PROBLEM DETAILS: After reading the records, print them all again exactly as they stand.
%%
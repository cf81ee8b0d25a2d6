//! Configuration types shared across the orchestrator and connectors.

use std::time::Duration;

use serde::{Deserialize, Serialize};

/// Strategy for selecting among registered price-series providers.
#[derive(Debug, Clone, Copy, PartialEq, Eq, Default, Serialize, Deserialize)]
#[non_exhaustive]
pub enum FetchStrategy {
    /// Use registration order and fall back to the next provider on failure.
    #[default]
    PriorityWithFallback,
    /// Race all registered providers concurrently and return the first success.
    Latency,
}

/// When requested dates are moved to the last calendar day of their month.
///
/// The distinctness rule is shared by every resolving variant: month-end
/// resolution only happens when more than one date was requested and the
/// resolved dates are pairwise distinct; otherwise the dates stay as parsed.
#[derive(Debug, Clone, Copy, PartialEq, Eq, Default, Serialize, Deserialize)]
pub enum MonthEndPolicy {
    /// Resolve only dates given as `YYYY-MM` or `YYYY-Mon`.
    MonthInputsWhenDistinct,
    /// Resolve every date, whatever its layout, so `2020-01-15` becomes `2020-01-31`.
    #[default]
    AnyInputWhenDistinct,
    /// Always keep dates exactly as parsed.
    Never,
}

/// What happens to requested dates that precede the first available observation.
#[derive(Debug, Clone, Copy, PartialEq, Eq, Default, Serialize, Deserialize)]
pub enum BeforeStartPolicy {
    /// Fail the whole request with a computation error.
    #[default]
    Reject,
    /// Drop those dates from the response.
    Omit,
}

/// Global configuration for the `Calmap` orchestrator.
#[derive(Debug, Clone, Serialize, Deserialize)]
pub struct CalmapConfig {
    /// Strategy for fetching from multiple providers.
    pub fetch_strategy: FetchStrategy,
    /// Timeout for individual provider requests.
    pub provider_timeout: Duration,
    /// Optional overall bound on the provider phase of a request.
    pub request_timeout: Option<Duration>,
    /// Days of history fetched before the earliest requested date.
    ///
    /// Gives a monthly collapse or rolling average enough trailing data for
    /// the first requested date.
    pub lookback_days: u32,
    /// Month-end resolution rule for requested dates.
    pub month_end: MonthEndPolicy,
    /// Handling of requested dates earlier than the series start.
    pub before_start: BeforeStartPolicy,
}

impl CalmapConfig {
    /// Default pad, in days, between the earliest requested date and the query start.
    pub const DEFAULT_LOOKBACK_DAYS: u32 = 31;
}

impl Default for CalmapConfig {
    fn default() -> Self {
        Self {
            fetch_strategy: FetchStrategy::default(),
            provider_timeout: Duration::from_secs(10),
            request_timeout: None,
            lookback_days: Self::DEFAULT_LOOKBACK_DAYS,
            month_end: MonthEndPolicy::default(),
            before_start: BeforeStartPolicy::default(),
        }
    }
}
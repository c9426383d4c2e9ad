//! Internet Weather backend
//!
//! A small local backend that serves the internet weather page and exposes
//! one endpoint translating a latitude/longitude pair into a plausible
//! synthetic network measurement (latency, jitter, packet loss) generated
//! by an external language-model API.

pub mod cli;
pub mod config;
pub mod error;
pub mod generation;
pub mod logging;
pub mod models;
pub mod region;
pub mod server;

// Re-export commonly used types
pub use error::{AppError, Result};
pub use generation::{GenerationClient, MeasurementGenerator};
pub use models::{Config, Location, Measurement};
pub use region::Region;

/// Application version information
pub const VERSION: &str = env!("CARGO_PKG_VERSION");
pub const PKG_NAME: &str = env!("CARGO_PKG_NAME");
pub const PKG_DESCRIPTION: &str = env!("CARGO_PKG_DESCRIPTION");

/// Default configuration values
pub mod defaults {
    use std::time::Duration;

    pub const DEFAULT_LISTEN_ADDR: &str = "127.0.0.1:8000";
    pub const DEFAULT_API_BASE_URL: &str = "https://generativelanguage.googleapis.com";
    pub const DEFAULT_MODEL: &str = "gemini-2.5-flash-preview-05-20";
    pub const DEFAULT_TIMEOUT: Duration = Duration::from_secs(30);
    pub const DEFAULT_RETRY_ATTEMPTS: u32 = 3;
    pub const DEFAULT_RETRY_INITIAL_DELAY: Duration = Duration::from_secs(1);
    pub const DEFAULT_STATIC_DIR: &str = "static";
    pub const DEFAULT_ENABLE_COLOR: bool = true;
}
%%
OUTPUT BELOW:
repository cf81ee8b0d25a2d6
//! Configuration types shared across the orchestrator and connectors.

use std::time::Duration;

use serde::{Deserialize, Serialize};

/// Strategy for selecting among registered price-series providers.
#[derive(Debug, Clone, Copy, PartialEq, Eq, Default, Serialize, Deserialize)]
#[non_exhaustive]
pub enum FetchStrategy {
    /// Use registration order and fall back to the next provider on failure.
    #[default]
    PriorityWithFallback,
    /// Race all registered providers concurrently and return the first success.
    Latency,
}

/// When requested dates are moved to the last calendar day of their month.
///
/// The distinctness rule is shared by every resolving variant: month-end
/// resolution only happens when more than one date was requested and the
/// resolved dates are pairwise distinct; otherwise the dates stay as parsed.
#[derive(Debug, Clone, Copy, PartialEq, Eq, Default, Serialize, Deserialize)]
pub enum MonthEndPolicy {
    /// Resolve only dates given as `YYYY-MM` or `YYYY-Mon`.
    MonthInputsWhenDistinct,
    /// Resolve every date, whatever its layout, so `2020-01-15` becomes `2020-01-31`.
    #[default]
    AnyInputWhenDistinct,
    /// Always keep dates exactly as parsed.
    Never,
}

/// What happens to requested dates that precede the first available observation.
#[derive(Debug, Clone, Copy, PartialEq, Eq, Default, Serialize, Deserialize)]
pub enum BeforeStartPolicy {
    /// Fail the whole request with a computation error.
    #[default]
    Reject,
    /// Drop those dates from the response.
    Omit,
}

/// Global configuration for the `Calmap` orchestrator.
#[derive(Debug, Clone, Serialize, Deserialize)]
pub struct CalmapConfig {
    /// Strategy for fetching from multiple providers.
    pub fetch_strategy: FetchStrategy,
    /// Timeout for individual provider requests.
    pub provider_timeout: Duration,
    /// Optional overall bound on the provider phase of a request.
    pub request_timeout: Option<Duration>,
    /// Days of history fetched before the earliest requested date.
    ///
    /// Gives a monthly collapse or rolling average enough trailing data for
    /// the first requested date.
    pub lookback_days: u32,
    /// Month-end resolution rule for requested dates.
    pub month_end: MonthEndPolicy,
    /// Handling of requested dates earlier than the series start.
    pub before_start: BeforeStartPolicy,
}

impl CalmapConfig {
    /// Default pad, in days, between the earliest requested date and the query start.
    pub const DEFAULT_LOOKBACK_DAYS: u32 = 31;
}

impl Default for CalmapConfig {
    fn default() -> Self {
        Self {
            fetch_strategy: FetchStrategy::default(),
            provider_timeout: Duration::from_secs(10),
            request_timeout: None,
            lookback_days: Self::DEFAULT_LOOKBACK_DAYS,
            month_end: MonthEndPolicy::default(),
            before_start: BeforeStartPolicy::default(),
        }
    }
}
repository c9426383d4c2e9ad
//! Internet Weather backend
//!
//! A small local backend that serves the internet weather page and exposes
//! one endpoint translating a latitude/longitude pair into a plausible
//! synthetic network measurement (latency, jitter, packet loss) generated
//! by an external language-model API.

pub mod cli;
pub mod config;
pub mod error;
pub mod generation;
pub mod logging;
pub mod models;
pub mod region;
pub mod server;

// Re-export commonly used types
pub use error::{AppError, Result};
pub use generation::{GenerationClient, MeasurementGenerator};
pub use models::{Config, Location, Measurement};
pub use region::Region;

/// Application version information
pub const VERSION: &str = env!("CARGO_PKG_VERSION");
pub const PKG_NAME: &str = env!("CARGO_PKG_NAME");
pub const PKG_DESCRIPTION: &str = env!("CARGO_PKG_DESCRIPTION");

/// Default configuration values
pub mod defaults {
    use std::time::Duration;

    pub const DEFAULT_LISTEN_ADDR: &str = "127.0.0.1:8000";
    pub const DEFAULT_API_BASE_URL: &str = "https://generativelanguage.googleapis.com";
    pub const DEFAULT_MODEL: &str = "gemini-2.5-flash-preview-05-20";
    pub const DEFAULT_TIMEOUT: Duration = Duration::from_secs(30);
    pub const DEFAULT_RETRY_ATTEMPTS: u32 = 3;
    pub const DEFAULT_RETRY_INITIAL_DELAY: Duration = Duration::from_secs(1);
    pub const DEFAULT_STATIC_DIR: &str = "static";
    pub const DEFAULT_ENABLE_COLOR: bool = true;
}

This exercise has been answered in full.